PDA

Zobacz pełną wersję : Fotografia dużych budowli



mrdadi
13-08-2007, 08:31
Cześć :)

Ponieważ jestem zatrudniony w firmie budowlanej i dopadła mnie przyjemność dokumentowania postępów rozpoczętych budów (bardzo duże obiekty), chciałbym Was - drodzy koledzy - prosić o kilka dobrych porad.

To, czym dysponuję Nikon D70 + ob. kitowy + 70-300mm G i od dzisiaj 50mm 1.8AF D + sabina 800

Proszę również o poradę jeżeli chodzi o złudzenie walącego się budynku na zdjęciu :)

stig
13-08-2007, 09:28
50tka (a tym bardziej 70-300), to nie sa najlepsze obiektywy do fotografowania architektury (chodzi oczywiscie o ogniskowa). No chyba, ze mozesz sie cofnac 0,5 km, zeby objac caly budynek przy tych 50mm, ale wtedy raczej nie dostaniesz efektu walacych sie scian. Jesli musisz robic z bliska i perspektywa jest nie najlepsza, to jedyne co mozesz zrobic -- kupic obiektyw PC Nikkor 28mm (czyli szkielko z korekcja perspektywy). Ostatecznie zostaje prostowanie w programie graficznym... ;)

ajt
13-08-2007, 09:33
Proszę również o poradę jeżeli chodzi o złudzenie walącego się budynku na zdjęciu :)

1. Fotografować z sąsiedniego budynku, będąc mniej więcej w połowie wysokości tego fotografowanego.
2. Starać się odejść jak najdalej, by za bardzo nie zadzierać obiektywu w celu objęcia budowli. Jeśli dalej stanąć się nie da, obiektyw zadrzeć trzeba, a w efekcie dalej się wali, skorygować perspektywę programowo (po uprzedniej korekcie beczki, widocznej w 18-70 na szerokim kącie).
3. Robić zdjęcie nie zadzierając obiektywu do góry, czyli trzymać oś obiektywu poziomo. Jeśli budynek się nie mieści, założyć szerszy obiektyw, np. 10-20, 12-24. Dolna część kadru będzie wtedy zmarnowana i do wycięcia, ale za to gora będzie prosta :)
4. Zastosować obiektyw typu shift (rzadko użyteczny z powodu za długiej ogniskowej do budynków i aparatów z cropem).

motyl
13-08-2007, 10:38
mrdadi proponuję abyś poprosił szefa aby zakupił Ci obiektyw typu shift, to się uwolnisz od tego kłopotu :)

gALL
14-08-2007, 16:08
Z jednym malym ALE, nie ma szifta dedykowanego do cyfry a 35 podpieta do cyfry da kat widzenia jak 50 przy malym obrazku ... wiec d... zbita.
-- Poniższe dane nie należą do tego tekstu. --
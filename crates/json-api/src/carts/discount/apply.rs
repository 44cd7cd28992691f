//! Apply Discount Handler

use std::sync::Arc;

use salvo::{
    oapi::{
        ToSchema,
        extract::{JsonBody, PathParam},
    },
    prelude::*,
};
use serde::{Deserialize, Serialize};
use uuid::Uuid;

use crate::{
    carts::{errors::into_status_error, responses::CartResponse},
    extensions::*,
    state::State,
};

/// Apply Discount Request
#[derive(Debug, Serialize, Deserialize, ToSchema)]
pub(crate) struct ApplyDiscountRequest {
    pub code: String,
}

/// Apply Discount Handler
///
/// Validates the code and replaces the cart's discount with the
/// server-computed amount. The response carries the recomputed totals.
#[endpoint(
    tags("carts"),
    summary = "Apply Discount Code",
    security(("bearer_auth" = [])),
    responses(
        (status_code = StatusCode::OK, description = "Updated cart returned"),
        (status_code = StatusCode::NOT_FOUND, description = "Cart not found"),
        (status_code = StatusCode::UNPROCESSABLE_ENTITY, description = "Unknown or expired discount code"),
        (status_code = StatusCode::INTERNAL_SERVER_ERROR, description = "Internal Server Error"),
    ),
)]
pub(crate) async fn handler(
    cart: PathParam<Uuid>,
    json: JsonBody<ApplyDiscountRequest>,
    depot: &mut Depot,
) -> Result<Json<CartResponse>, StatusError> {
    let state = depot.obtain_or_500::<Arc<State>>()?;
    let tenant = depot.tenant_uuid_or_401()?;

    let updated = state
        .app
        .carts
        .apply_discount(tenant, cart.into_inner().into(), json.into_inner().code)
        .await
        .map_err(into_status_error)?;

    Ok(Json(updated.into()))
}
Jedyne wyjscie to Nikkor AF 14 (od biedy Sigma AF 14 EX) + troche zabawy w FotoSklepie. Ale jak maja to byc zdjecia tylko z postepu prac to ja bym sie tam nie bawil w artyzm, wzial najzwyklejszego Soligora AF 19-35 i walil zdjecia. To ma byc dokumentacja budowy a nie zdjecia do katalogu.

stig
14-08-2007, 17:28
Z jednym malym ALE, nie ma szifta dedykowanego do cyfry a 35 podpieta do cyfry da kat widzenia jak 50 przy malym obrazku A o 28 mm zapomniales? Sam mam takiego.

McKane
14-08-2007, 17:38
A o 28 mm zapomniales? Sam mam takiego.

Tak czy inaczej kat widzenia jest zbyt maly zeby objac sredniej nawet wielkosci budynki. Jedyna mozliwosc to kupic ultra szerokie szklo i fotografowac z zapasem nastepnie prostujac to co sie pokrzywilo.
Mozna tez probowac laczyc kilka zdjec ale tu znieksztalcenia moga wejsc w zupelnie nieoczekiwane obszary abstrakcji ;)
Ewentualnie zostaje jeszcze przejscie na Canona 5d i tse-24 ale to nie dosc ze drogie to tez nie do konca idealne rozwiazanie.

bukowy dziad
14-08-2007, 17:46
jak juz na cos przechodzic to czemu nie na wielki format? do takich celow jak znalazl (a dorwie sie taniej niz 5d):)

stig
14-08-2007, 18:14
Tak czy inaczej kat widzenia jest zbyt maly zeby objac sredniej nawet wielkosci budynki. Tak sie wydaje, jak sie za duzo mnozy. :) Tez myslalem, ze 28 bedzie za wasko, a w rzeczywistosci nie jest tak zle. Trzeba naprawde ciasnych zakamarkow i wyjatkowo wysokich budynkow, zeby przy tych 28 po cropie nie objac w calosci. Oczywiscie do fotografowania wiezowcow w centrum Warszawy sie raczej nie nada, ale zabytkowa architektura nawet w malych, ciasnych miasteczkach, jest do "obskoczenia" tym szklem.

McKane
14-08-2007, 19:20
Tak sie wydaje, jak sie za duzo mnozy. :) Tez myslalem, ze 28 bedzie za wasko, a w rzeczywistosci nie jest tak zle. Trzeba naprawde ciasnych zakamarkow i wyjatkowo wysokich budynkow, zeby przy tych 28 po cropie nie objac w calosci. Oczywiscie do fotografowania wiezowcow w centrum Warszawy sie raczej nie nada, ale zabytkowa architektura nawet w malych, ciasnych miasteczkach, jest do "obskoczenia" tym szklem.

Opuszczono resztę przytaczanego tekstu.